Without SAFER, the safety of both firefighters and residents could be in jeopardy as the staffing levels would decline, Goff said.
“We’ve made strides to increase the number of firefighters on crews,” Goff said in a telephone interview shortly after his White House visit. “We’re trying to get away from two-man stations, and we’re not going to be able to abolish that if the cuts go through.”
Firefighter safety is a grave concern when the engines go out without enough staffing, he said, adding that while volunteers assist, there are times when they are not available.
Goff said it was an honor to meet Obama, and visit the White House.
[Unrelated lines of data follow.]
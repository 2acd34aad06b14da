// ABOUTME: Configuration module for environment-driven predictor settings
// ABOUTME: Exposes log level, deployment environment, and report preferences
//
// SPDX-License-Identifier: MIT OR Apache-2.0
// Copyright (c) 2025 Pierre Fitness Intelligence

/// Environment-based configuration
pub mod environment;

pub use environment::{Environment, LogLevel, PredictorConfig};
// ABOUTME: Logging configuration and structured logging setup for the predictor
// ABOUTME: Configures log levels and formatters; logs go to stderr so stdout carries the report
//
// SPDX-License-Identifier: MIT OR Apache-2.0
// Copyright (c) 2025 Pierre Fitness Intelligence

//! Structured logging setup on top of `tracing-subscriber`

use crate::config::environment::{Environment, LogLevel};
use anyhow::Result;
use std::io;
use tracing::debug;
use tracing_subscriber::{fmt, layer::SubscriberExt, util::SubscriberInitExt, EnvFilter};
use vdot_core::constants::{env_config, service_names};

/// Log output format options
#[derive(Debug, Clone, Copy, PartialEq, Eq, Default)]
pub enum LogFormat {
    /// `JSON` lines for log shippers
    Json,
    /// Pretty multi-line format for development
    Pretty,
    /// Single-line compact format
    #[default]
    Compact,
}

impl LogFormat {
    /// Parse from string with fallback to `Compact`
    #[must_use]
    pub fn from_str_or_default(s: &str) -> Self {
        match s.trim().to_lowercase().as_str() {
            "json" => Self::Json,
            "pretty" => Self::Pretty,
            _ => Self::Compact,
        }
    }
}

/// Logging configuration
#[derive(Debug, Clone, PartialEq, Eq)]
pub struct LoggingConfig {
    /// Filter directive (a level such as `warn`, or a full `EnvFilter` directive)
    pub level: String,
    /// Output format
    pub format: LogFormat,
    /// Include source file and line numbers
    pub include_location: bool,
    /// Service name for structured logging
    pub service_name: String,
    /// Service version
    pub service_version: String,
    /// Deployment environment
    pub environment: Environment,
}

impl Default for LoggingConfig {
    fn default() -> Self {
        Self {
            level: LogLevel::default().as_str().to_owned(),
            format: LogFormat::default(),
            include_location: false,
            service_name: service_names::VDOT_PREDICT.to_owned(),
            service_version: env!("CARGO_PKG_VERSION").to_owned(),
            environment: Environment::default(),
        }
    }
}

impl LoggingConfig {
    /// Create logging configuration through `get`, which maps a variable name to its value
    #[must_use]
    pub fn from_env_with<F>(mut get: F) -> Self
    where
        F: FnMut(&str) -> Option<String>,
    {
        let environment = get(env_config::ENVIRONMENT)
            .map(|value| Environment::from_str_or_default(&value))
            .unwrap_or_default();

        Self {
            level: get(env_config::RUST_LOG)
                .unwrap_or_else(|| LogLevel::default().as_str().to_owned()),
            format: get(env_config::LOG_FORMAT)
                .map(|value| LogFormat::from_str_or_default(&value))
                .unwrap_or_default(),
            include_location: environment.is_production()
                || get(env_config::LOG_INCLUDE_LOCATION).is_some(),
            environment,
            ..Self::default()
        }
    }

    /// Override the level, e.g. from a `--verbose` flag
    #[must_use]
    pub fn with_level(mut self, level: LogLevel) -> Self {
        level.as_str().clone_into(&mut self.level);
        self
    }

    /// Build the `EnvFilter` for this configuration
    #[must_use]
    pub fn env_filter(&self) -> EnvFilter {
        EnvFilter::try_new(&self.level)
            .unwrap_or_else(|_| EnvFilter::new(LogLevel::default().as_str()))
    }

    /// Initialize the global tracing subscriber
    ///
    /// # Errors
    ///
    /// Returns an error if a global subscriber is already installed
    pub fn init(&self) -> Result<()> {
        let registry = tracing_subscriber::registry().with(self.env_filter());

        match self.format {
            LogFormat::Json => {
                let json_layer = fmt::layer()
                    .with_file(self.include_location)
                    .with_line_number(self.include_location)
                    .with_target(true)
                    .with_writer(io::stderr)
                    .json();
                registry.with(json_layer).try_init()?;
            }
            LogFormat::Pretty => {
                let pretty_layer = fmt::layer()
                    .pretty()
                    .with_file(self.include_location)
                    .with_line_number(self.include_location)
                    .with_writer(io::stderr);
                registry.with(pretty_layer).try_init()?;
            }
            LogFormat::Compact => {
                let compact_layer = fmt::layer()
                    .compact()
                    .with_file(self.include_location)
                    .with_line_number(self.include_location)
                    .with_target(false)
                    .with_writer(io::stderr);
                registry.with(compact_layer).try_init()?;
            }
        }

        debug!(
            service.name = %self.service_name,
            service.version = %self.service_version,
            environment = %self.environment,
            log.level = %self.level,
            log.format = ?self.format,
            "logging initialised"
        );

        Ok(())
    }
}
use anyhow::Result;
use std::path::Path;

use books_recommender::utils::read_yaml_file;

use crate::cli::ShowArgs;

pub fn run(path: &Path, args: &ShowArgs) -> Result<()> {
    let value = read_yaml_file(path)?;
    print!("{}", super::render(&value, &args.output)?);
    Ok(())
}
“This affects me not only as a firefighter, but as a middle class person. I really don’t think they (Congress) understand how it’s going to affect us. They need to do their job…”
Goff said before the Tuesday morning press conference, Obama shook hands with each of them. “He said a few things, and we got a group picture with him.”
Afterward, he thanked them for coming, and shook hands with the firefighters from Washington, D.C and Fairfax County and Anne Arundel County police officers before leaving.
“It’s going to affect all of us in public safety – firefighters, EMS and police officers…”
Goff said he’ll be sharing his memories about his trip to the White House and shaking hands with the president with his family for years to come.